Upon Further Review: Patriots vs. Falcons
|08.21.10 at 1:06 pm ET|
This is a weekly blog entry we’re calling “Upon Further Review,” one last look at the tape from the previous week’s game and meant to include some things we may have missed the first time around. Basically, it’s one last chance to empty out the notebook before the focus shifts to the week ahead.
•Rookie Devin McCourty was able to flash some physicality, a rare sight recently for New England corners who haven’t had the size or inclination to mix it up with opposing receivers. On a third-down play late in the first quarter, McCourty was matched up on Atlanta’s Roddy White, and he was able to get a really impressive jam on the 6-foot, 212-pound White. The short pass, meant for White, would have gone for a first, but it never got to its intended destination. In the second quarter, McCourty also took down Atlanta running back Michael Turner with what was pretty close to a one-on-one open-field tackle, which set up a third-and-4. There was some soft man coverage that allowed a first-down connection to Atlanta receiver Brian Finneran in the second quarter, but all in all, another good game for the first-year cornerback.
•All three of Wes Welker’s catches were different types of receptions, which showed that the receiver hasn’t lost much when it comes to his overall pass-catching ability. The first was a short pass over the middle where Welker appeared to read the defense and pull in the ball with his back to the coverage, ending up with a six-yard gain. The second looked to be a simple route where he turned upfield. It ended up going as a 14-yarder, and this was perhaps Welker’s most impressive moment of the night because he had to reach back while going full steam to try and bring it in. (This one was something of a missed opportunity for the New England offense — because it was behind him, Welker had to slow down ever-so-slightly, which allowed defensive back Chavis Jackson to haul Welker down from behind. Could have gone for more.) The third was a simple screen, which was nicely sniffed out by Atlanta defensive back Christopher Owens.
•Tight end Aaron Hernandez really did a good job messing with Atlanta linebacker linebacker Sean Weatherspoon. On his first catch of the night, Hernandez came out of the backfield and caught a pass in the flat with Weatherspoon in coverage. As the tight end turned to head upfield, he sensed Weatherspoon closing in, and executed a little hitch, planting one foot forward before quickly stepping back. Weatherspoon ended up over-pursuing on the play, which gave Hernandez a few extra yards as the Patriots converted the third down. And then, on his touchdown catch he turned Weatherspoon inside-out and had the presence of mind to tip-toe along the back of the end zone and hold on to the football. (He almost knocked out teammate Brandon Tate in the touchdown celebration, but we’ll let that slide.)

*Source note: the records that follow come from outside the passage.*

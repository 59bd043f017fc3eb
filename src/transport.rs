//! Retrying HTTP transport with exponential backoff
//!
//! Every request to the remote site goes through [`Transport::execute`]. A
//! request is retried when the server answers 429 or a 5xx gateway status, or
//! when the connection itself fails transiently. Any other status, including
//! 403 and 404, is handed straight back to the caller: deciding whether a body
//! is usable is the classifier's job, not this layer's.
//!
//! After each `execute` call returns, successful or not, a randomized pacing
//! delay keeps the request cadence irregular.

use crate::config::RetryPolicy;
use crate::error::{Error, Result};
use rand::Rng;
use reqwest::header::{CONTENT_TYPE, HeaderMap};
use reqwest::{Method, StatusCode};
use std::time::Duration;
use tracing::{debug, warn};

/// Statuses that indicate a busy or briefly broken server
const RETRYABLE_STATUSES: [u16; 5] = [429, 500, 502, 503, 504];

/// Trait for errors that can be classified as retryable or not
///
/// Transient failures (timeouts, refused or reset connections) should return `true`.
/// Permanent failures (bad URL, configuration, parse errors) should return `false`.
pub trait IsRetryable {
    /// Returns true if the error is transient and the request should be retried
    fn is_retryable(&self) -> bool;
}

impl IsRetryable for Error {
    fn is_retryable(&self) -> bool {
        match self {
            Error::Network(e) => {
                e.is_timeout() || e.is_connect() || e.is_request() || e.is_body() || e.is_decode()
            }
            Error::Io(e) => matches!(
                e.kind(),
                std::io::ErrorKind::TimedOut
                    | std::io::ErrorKind::ConnectionRefused
                    | std::io::ErrorKind::ConnectionReset
                    | std::io::ErrorKind::ConnectionAborted
                    | std::io::ErrorKind::NotConnected
                    | std::io::ErrorKind::BrokenPipe
                    | std::io::ErrorKind::Interrupted
            ),
            Error::Config { .. }
            | Error::CookieFileNotFound(_)
            | Error::NoCookiesForDomain { .. }
            | Error::TransportExhausted { .. }
            | Error::NoFormFound
            | Error::Parse(_)
            | Error::InvalidUrl(_)
            | Error::ConfigFile(_) => false,
        }
    }
}

/// Whether an HTTP status should be retried
pub fn is_retryable_status(status: u16) -> bool {
    RETRYABLE_STATUSES.contains(&status)
}

/// A fully read HTTP response
///
/// The body is buffered so the response can be classified, written to disk,
/// and dumped for diagnostics without holding a connection open.
#[derive(Clone, Debug)]
pub struct HttpResponse {
    /// URL the request was sent to
    pub request_url: String,
    /// URL after following redirects
    pub final_url: String,
    /// HTTP status
    pub status: StatusCode,
    /// Response headers
    pub headers: HeaderMap,
    /// Raw body
    pub body: Vec<u8>,
}

impl HttpResponse {
    /// Body decoded as UTF-8, invalid sequences replaced
    pub fn text(&self) -> String {
        String::from_utf8_lossy(&self.body).into_owned()
    }

    /// The Content-Type header, or "" when absent or not valid text
    pub fn content_type(&self) -> &str {
        self.headers
            .get(CONTENT_TYPE)
            .and_then(|v| v.to_str().ok())
            .unwrap_or("")
    }

    async fn read(request_url: &str, response: reqwest::Response) -> Result<Self> {
        let final_url = response.url().to_string();
        let status = response.status();
        let headers = response.headers().clone();
        let body = response.bytes().await?.to_vec();
        Ok(Self {
            request_url: request_url.to_string(),
            final_url,
            status,
            headers,
            body,
        })
    }
}

/// HTTP transport that retries transient failures
#[derive(Clone, Debug)]
pub struct Transport {
    client: reqwest::Client,
    policy: RetryPolicy,
}

impl Transport {
    /// Wrap an (authenticated) client with a retry policy
    pub fn new(client: reqwest::Client, policy: RetryPolicy) -> Self {
        Self { client, policy }
    }

    /// The retry policy in use
    pub fn policy(&self) -> &RetryPolicy {
        &self.policy
    }

    /// Send one request, retrying up to `policy.max_retries` attempts in total
    ///
    /// `form`, when given, is sent as an `application/x-www-form-urlencoded` body.
    pub async fn execute(
        &self,
        method: Method,
        url: &str,
        form: Option<&[(String, String)]>,
    ) -> Result<HttpResponse> {
        let result = self.execute_with_retries(&method, url, form).await;
        jitter_sleep(&self.policy).await;
        result
    }

    async fn execute_with_retries(
        &self,
        method: &Method,
        url: &str,
        form: Option<&[(String, String)]>,
    ) -> Result<HttpResponse> {
        let max = self.policy.max_retries;

        for attempt in 1..=max {
            let mut request = self.client.request(method.clone(), url);
            if let Some(fields) = form {
                request = request.form(fields);
            }

            let outcome = match request.send().await {
                Ok(response) => HttpResponse::read(url, response).await,
                Err(e) => Err(Error::Network(e)),
            };

            match outcome {
                Ok(response) if is_retryable_status(response.status.as_u16()) => {
                    let delay = backoff_delay(&self.policy, attempt);
                    warn!(
                        status = response.status.as_u16(),
                        method = %method,
                        url,
                        attempt,
                        max_attempts = max,
                        delay_ms = delay.as_millis(),
                        "Retryable HTTP status, backing off"
                    );
                    tokio::time::sleep(delay).await;
                }
                Ok(response) => {
                    if attempt > 1 {
                        debug!(attempts = attempt, url, "Request succeeded after retry");
                    }
                    return Ok(response);
                }
                Err(e) if e.is_retryable() => {
                    let delay = backoff_delay(&self.policy, attempt);
                    warn!(
                        error = %e,
                        method = %method,
                        url,
                        attempt,
                        max_attempts = max,
                        delay_ms = delay.as_millis(),
                        "Request failed, backing off"
                    );
                    tokio::time::sleep(delay).await;
                }
                Err(e) => {
                    warn!(error = %e, method = %method, url, "Request failed with non-retryable error");
                    return Err(e);
                }
            }
        }

        Err(Error::TransportExhausted {
            method: method.to_string(),
            url: url.to_string(),
            attempts: max,
        })
    }
}

/// Backoff before retrying after failed attempt `attempt` (1-indexed)
///
/// `backoff_base^attempt` seconds plus uniform jitter in `[0, backoff_jitter]`.
pub fn backoff_delay(policy: &RetryPolicy, attempt: u32) -> Duration {
    let exponent = i32::try_from(attempt).unwrap_or(i32::MAX);
    let base = policy.backoff_base.powi(exponent);
    let base = Duration::try_from_secs_f64(base).unwrap_or(Duration::MAX);
    base.saturating_add(uniform_duration(Duration::ZERO, policy.backoff_jitter))
}

/// Uniformly random duration in `[min, max]`; `min` when the range is empty
pub fn uniform_duration(min: Duration, max: Duration) -> Duration {
    if max <= min {
        return min;
    }
    let secs = rand::thread_rng().gen_range(min.as_secs_f64()..=max.as_secs_f64());
    Duration::from_secs_f64(secs)
}

/// Short randomized pause between requests
pub async fn jitter_sleep(policy: &RetryPolicy) {
    let delay = uniform_duration(policy.min_delay, policy.max_delay);
    if !delay.is_zero() {
        tokio::time::sleep(delay).await;
    }
}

•Safety Brandon McGowan, who had such a banner start last year in his first season, slid down the depth chart as the 2009 season wore on, and he’s having a poor start to the 2010 preseason. (Right now, he and James Sanders have been supplanted by Pat Chung and Brandon Meriweather.) He had a bit of a rough night — McGowan was on the field with the second defense for the duration of Atlanta’s 16-play, 80-yard fourth-quarter drive. At the end of the series, he failed to bring down Troy Bergeron on his 19-yard catch-and-run touchdown reception. (McGowan went for the big hit, but not only swung and missed, he took out his teammate Terrence Wheatley out of the play.)
•It was an up-and-down night for the New England offensive line. While there was plenty of good (Dan Connolly and Stephen Neal had some big blocks early, and Alge Crumpler delivered a key block on Fred Taylor’s first-quarter touchdown run), there was also enough bad. Neal was hit with a holding call that negated a big run from Taylor. Meanwhile, rookie Ted Larsen was whistled for a pair of false starts, and was absolutely crushed on a third-quarter run attempt by Atlanta’s Trey Lewis that ended up destroying any hope the Patriots had for a positive result. And a series of miscommunications in the red zone in the second quarter led to a forgettable sequence where New England had negative yardage on three running plays in four attempts.
The day after, coach Bill Belichick wasn’t shy about venting his frustration regarding seven plays where the Patriots had negative rushing yards.
“There were some positives. There were some other things that we need to do better. We lost yardage on seven of our running plays, so that’s not very good,” Belichick said. “I think if we had seven sacks, everyone would be up in arms and it would be the big story of the day, but seven running plays that lost yardage nobody seems to care about.”